* REQUIRED ACTION: Could you retype the whole listing, word for word?

* DATA EXTRACT:
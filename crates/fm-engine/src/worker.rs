//! Worker threads hosting independent engine instances.
//!
//! Scaling is by partitioning: each worker owns an [`Orchestrator`] with
//! its own key and channel set, so no lock is ever shared between
//! workers. All coordination is message passing over crossbeam channels.

use std::io;
use std::thread::{self, JoinHandle};

use crossbeam_channel::{bounded, unbounded, Receiver, Sender};
use shared_crypto::PrivateKey;
use tracing::info;

use fm_protocols::ProtocolAction;

use crate::config::EngineConfig;
use crate::orchestrator::{Effects, EngineRequest, Orchestrator};

/// Inbound work for one engine instance.
#[derive(Debug, Clone)]
pub enum WorkerInput {
    Request(EngineRequest),
    Action(ProtocolAction),
    /// Unwrapped in order by the receiving worker.
    Batch(Vec<ProtocolAction>),
}

pub struct WorkerHandle {
    input: Option<Sender<WorkerInput>>,
    handle: Option<JoinHandle<()>>,
}

impl WorkerHandle {
    fn spawn(
        index: usize,
        orchestrator: Orchestrator,
        effects: Sender<Effects>,
        queue_depth: usize,
    ) -> io::Result<Self> {
        let (input_tx, input_rx) = bounded::<WorkerInput>(queue_depth);
        let handle = thread::Builder::new()
            .name(format!("fm-worker-{index}"))
            .spawn(move || run(orchestrator, input_rx, effects))?;
        Ok(Self {
            input: Some(input_tx),
            handle: Some(handle),
        })
    }

    pub fn send(&self, input: WorkerInput) -> bool {
        match &self.input {
            Some(sender) => sender.send(input).is_ok(),
            None => false,
        }
    }
}

fn run(mut orchestrator: Orchestrator, input: Receiver<WorkerInput>, effects: Sender<Effects>) {
    info!(address = %hex::encode(orchestrator.address()), "worker started");
    for work in input.iter() {
        let produced = match work {
            WorkerInput::Request(request) => orchestrator.handle_request(request).1,
            WorkerInput::Action(action) => orchestrator.dispatch(action),
            WorkerInput::Batch(actions) => orchestrator.dispatch_all(actions),
        };
        // One reply per input, empty or not, so callers can correlate.
        if effects.send(produced).is_err() {
            break;
        }
    }
    info!("worker stopped");
}

/// A set of workers plus the shared effects stream they report into.
pub struct WorkerPool {
    workers: Vec<WorkerHandle>,
    effects: Receiver<Effects>,
}

impl WorkerPool {
    /// One worker per key, each owning a disjoint channel set.
    pub fn spawn(keys: Vec<PrivateKey>, config: &EngineConfig) -> io::Result<Self> {
        let (effects_tx, effects_rx) = unbounded();
        let workers = keys
            .into_iter()
            .enumerate()
            .map(|(index, key)| {
                WorkerHandle::spawn(
                    index,
                    Orchestrator::new(key),
                    effects_tx.clone(),
                    config.worker_queue_depth,
                )
            })
            .collect::<io::Result<Vec<_>>>()?;
        Ok(Self {
            workers,
            effects: effects_rx,
        })
    }

    pub fn len(&self) -> usize {
        self.workers.len()
    }

    pub fn is_empty(&self) -> bool {
        self.workers.is_empty()
    }

    pub fn send(&self, worker: usize, input: WorkerInput) -> bool {
        self.workers
            .get(worker)
            .map(|w| w.send(input))
            .unwrap_or(false)
    }

    pub fn effects(&self) -> &Receiver<Effects> {
        &self.effects
    }

    /// Close the input queues and join every worker.
    pub fn shutdown(mut self) {
        for worker in &mut self.workers {
            worker.input = None;
        }
        for worker in &mut self.workers {
            if let Some(handle) = worker.handle.take() {
                let _ = handle.join();
            }
        }
    }
}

* EXERCISE RESULT:
filename crates/fm-engine/src/worker.rs
//! Worker threads hosting independent engine instances.
//!
//! Scaling is by partitioning: each worker owns an [`Orchestrator`] with
//! its own key and channel set, so no lock is ever shared between
//! workers. All coordination is message passing over crossbeam channels.

use std::io;
use std::thread::{self, JoinHandle};

use crossbeam_channel::{bounded, unbounded, Receiver, Sender};
use shared_crypto::PrivateKey;
use tracing::info;

use fm_protocols::ProtocolAction;

use crate::config::EngineConfig;
use crate::orchestrator::{Effects, EngineRequest, Orchestrator};

/// Inbound work for one engine instance.
#[derive(Debug, Clone)]
pub enum WorkerInput {
    Request(EngineRequest),
    Action(ProtocolAction),
    /// Unwrapped in order by the receiving worker.
    Batch(Vec<ProtocolAction>),
}

pub struct WorkerHandle {
    input: Option<Sender<WorkerInput>>,
    handle: Option<JoinHandle<()>>,
}

impl WorkerHandle {
    fn spawn(
        index: usize,
        orchestrator: Orchestrator,
        effects: Sender<Effects>,
        queue_depth: usize,
    ) -> io::Result<Self> {
        let (input_tx, input_rx) = bounded::<WorkerInput>(queue_depth);
        let handle = thread::Builder::new()
            .name(format!("fm-worker-{index}"))
            .spawn(move || run(orchestrator, input_rx, effects))?;
        Ok(Self {
            input: Some(input_tx),
            handle: Some(handle),
        })
    }

    pub fn send(&self, input: WorkerInput) -> bool {
        match &self.input {
            Some(sender) => sender.send(input).is_ok(),
            None => false,
        }
    }
}

fn run(mut orchestrator: Orchestrator, input: Receiver<WorkerInput>, effects: Sender<Effects>) {
    info!(address = %hex::encode(orchestrator.address()), "worker started");
    for work in input.iter() {
        let produced = match work {
            WorkerInput::Request(request) => orchestrator.handle_request(request).1,
            WorkerInput::Action(action) => orchestrator.dispatch(action),
            WorkerInput::Batch(actions) => orchestrator.dispatch_all(actions),
        };
        // One reply per input, empty or not, so callers can correlate.
        if effects.send(produced).is_err() {
            break;
        }
    }
    info!("worker stopped");
}

/// A set of workers plus the shared effects stream they report into.
pub struct WorkerPool {
    workers: Vec<WorkerHandle>,
    effects: Receiver<Effects>,
}

impl WorkerPool {
    /// One worker per key, each owning a disjoint channel set.
    pub fn spawn(keys: Vec<PrivateKey>, config: &EngineConfig) -> io::Result<Self> {
        let (effects_tx, effects_rx) = unbounded();
        let workers = keys
            .into_iter()
            .enumerate()
            .map(|(index, key)| {
                WorkerHandle::spawn(
                    index,
                    Orchestrator::new(key),
                    effects_tx.clone(),
                    config.worker_queue_depth,
                )
            })
            .collect::<io::Result<Vec<_>>>()?;
        Ok(Self {
            workers,
            effects: effects_rx,
        })
    }

    pub fn len(&self) -> usize {
        self.workers.len()
    }

    pub fn is_empty(&self) -> bool {
        self.workers.is_empty()
    }

    pub fn send(&self, worker: usize, input: WorkerInput) -> bool {
        self.workers
            .get(worker)
            .map(|w| w.send(input))
            .unwrap_or(false)
    }

    pub fn effects(&self) -> &Receiver<Effects> {
        &self.effects
    }

    /// Close the input queues and join every worker.
    pub fn shutdown(mut self) {
        for worker in &mut self.workers {
            worker.input = None;
        }
        for worker in &mut self.workers {
            if let Some(handle) = worker.handle.take() {
                let _ = handle.join();
            }
        }
    }
}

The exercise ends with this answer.